1. Why should people see your show?
People should come and see On Guilt & Clementines because beyond being a "show", it is a deeply personal reckoning. A vulnerable confession, a questioning as ritual. It’s an invitation to witness someone peeling themselves open, segment by segment, like a clementine. This work will resonate for anyone who has ever sat in the dark with their own shame, held their breath in church pews, or whispered apologies into pillows. This work is still wondering, still aching, still yearning. It is a reflection on the past, a kaleidoscope that peers into the unresolved "in-between." This work asks its audience, "Do you see me? Do you see yourself in me?"
2. What about festivals intrigues you? And why the Atlanta Fringe?
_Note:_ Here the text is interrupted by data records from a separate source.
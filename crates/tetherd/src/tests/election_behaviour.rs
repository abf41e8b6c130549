//! Election against real sockets with the handshake probe.

use std::os::unix::net::UnixListener;
use std::sync::Arc;
use std::thread;
use std::time::{Duration, Instant};

use rstest::rstest;
use serde_json::json;

use tether_protocol::{Message, ShutdownReason};

use crate::bootstrap::{
    Bootstrap, BootstrapSettings, DaemonMode, DecisionCause, HandshakeProbe,
};
use crate::identity::ClientIdentity;
use crate::lock::{LockManager, LockRecord};
use crate::server::{EchoHandler, RequestHandler};
use crate::tests::support::{DaemonHarness, GateHandler, TestConfigLoader, WireClient, wait_until};

const PROBE_TIMEOUT: Duration = Duration::from_millis(300);

fn election(lock_path: std::path::PathBuf) -> Bootstrap {
    Bootstrap::new(
        Arc::new(LockManager::new(lock_path)),
        BootstrapSettings {
            disable_daemon: false,
            health_check_timeout: PROBE_TIMEOUT,
        },
        Arc::new(HandshakeProbe::new(ClientIdentity::current())),
    )
}

#[test]
fn verified_daemon_makes_a_proxy() {
    let daemon = DaemonHarness::start();
    let decision = election(daemon.loader.lock_path()).determine_mode();
    assert_eq!(decision.mode, DaemonMode::Proxy);
    assert_eq!(decision.cause, DecisionCause::Healthy);
    assert_eq!(
        decision.existing_daemon.map(|record| record.instance_id),
        Some(daemon.record.instance_id.clone())
    );
}

#[test]
fn silent_socket_is_displaced_within_the_probe_timeout() {
    let loader = TestConfigLoader::new();
    let endpoint = loader.socket_endpoint();
    let path = endpoint.unix_path().expect("unix endpoint");
    let _silent = UnixListener::bind(path.as_std_path()).expect("bind silent socket");
    LockManager::new(loader.lock_path())
        .write_lock(&LockRecord::for_current_process(&endpoint, "hung-daemon", "0.1.0"))
        .expect("seed lock record");

    let started = Instant::now();
    let decision = election(loader.lock_path()).determine_mode();
    let elapsed = started.elapsed();

    assert_eq!(decision.mode, DaemonMode::Daemon);
    assert_eq!(decision.cause, DecisionCause::Unresponsive);
    assert!(decision.requires_takeover());
    assert!(
        elapsed < PROBE_TIMEOUT * 3,
        "probe took {elapsed:?}, bound is {PROBE_TIMEOUT:?}"
    );
}

#[test]
fn reused_pid_with_foreign_socket_owner_is_displaced() {
    let daemon = DaemonHarness::start();
    let mut impostor = daemon.record.clone();
    impostor.instance_id = String::from("some-earlier-daemon");
    LockManager::new(daemon.loader.lock_path())
        .write_lock(&impostor)
        .expect("overwrite lock record");

    let decision = election(daemon.loader.lock_path()).determine_mode();
    assert_eq!(decision.mode, DaemonMode::Daemon);
    assert_eq!(decision.cause, DecisionCause::InstanceMismatch);
    assert!(decision.requires_takeover());
}

#[test]
fn dead_pid_is_a_stale_lock() {
    let loader = TestConfigLoader::new();
    let mut record =
        LockRecord::for_current_process(&loader.socket_endpoint(), "gone", "0.1.0");
    record.pid = 99_999_999;
    LockManager::new(loader.lock_path())
        .write_lock(&record)
        .expect("seed lock record");

    let decision = election(loader.lock_path()).determine_mode();
    assert_eq!(decision.mode, DaemonMode::Daemon);
    assert!(decision.reason.contains("Stale"), "reason: {}", decision.reason);
    assert!(!decision.requires_takeover());
}

#[rstest]
#[case("5.0.0", DaemonMode::Standalone, DecisionCause::Rejected)]
#[case("0.1.0", DaemonMode::Proxy, DecisionCause::Healthy)]
fn admission_decides_between_proxy_and_standalone(
    #[case] min_client_version: &str,
    #[case] mode: DaemonMode,
    #[case] cause: DecisionCause,
) {
    let daemon = DaemonHarness::start_with(Arc::new(EchoHandler), min_client_version);
    let decision = election(daemon.loader.lock_path()).determine_mode();
    assert_eq!(decision.mode, mode);
    assert_eq!(decision.cause, cause);
}

#[test]
fn draining_daemon_is_awaited_rather_than_bypassed() {
    let gate = Arc::new(GateHandler::default());
    let daemon = DaemonHarness::start_with(Arc::clone(&gate) as Arc<dyn RequestHandler>, "0.1.0");
    let identity = ClientIdentity::current();
    let mut busy = WireClient::admitted(&daemon.endpoint(), &identity);
    busy.send(&Message::mcp_request("held", identity.client_id.clone(), json!({})));
    assert!(wait_until(|| daemon.coordinator.pending_count() == 1));

    let coordinator = Arc::clone(&daemon.coordinator);
    let drain = thread::spawn(move || coordinator.initiate_shutdown(ShutdownReason::Signal));
    assert!(wait_until(|| daemon.coordinator.is_shutting_down()));

    let decision = election(daemon.loader.lock_path()).determine_mode();
    assert_eq!(decision.mode, DaemonMode::Proxy);
    assert_eq!(decision.cause, DecisionCause::Draining);
    assert!(!decision.requires_takeover());
    assert_eq!(
        decision.existing_daemon.map(|record| record.instance_id),
        Some(daemon.record.instance_id.clone())
    );

    gate.release();
    assert_eq!(busy.recv_kind("mcp_response")["requestId"], "held");
    drain.join().expect("drain thread").expect("shutdown completes");
}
This piece belongs at a festival—especially the Atlanta Fringe Festival—because it's bold, it's unfiltered, and it's fiercely independent. Festivals like ATL Fringe are where experimental and unpolished performance is meant to exist. They’re playgrounds for risk-taking. They celebrate voices that don’t always fit inside traditional theatre spaces—voices that challenge, stretch, and subvert. On Guilt & Clementines doesn’t ask for permission. It confesses. It confronts. It questions. It strips down—literally and metaphorically—everything we’re taught to hold sacred. That kind of work thrives in a space that champions vulnerability and innovation over perfection and polish.
3. What inspired you to create this?
A cathedral built on memories and contradictions, On Guilt & Clementines is a public confession, a breaking down of ideas and identity. This work was made out of necessity, built out of the weight of wanting. This piece didn’t come from a single moment—it came from accumulation spanning years. I was inspired by the ache of unspoken things. By fear, by ritual —the beauty and terror of it. I was inspired to make this after realizing that I cannot tread water for a lifetime. Art is sometimes the only place where the mess is not just allowed—but necessary. Where confession becomes communion. Where peeling yourself open is not a sin, but an offering. I was inspired by your truth, today, right now—and the hope that someone else might recognize theirs in it.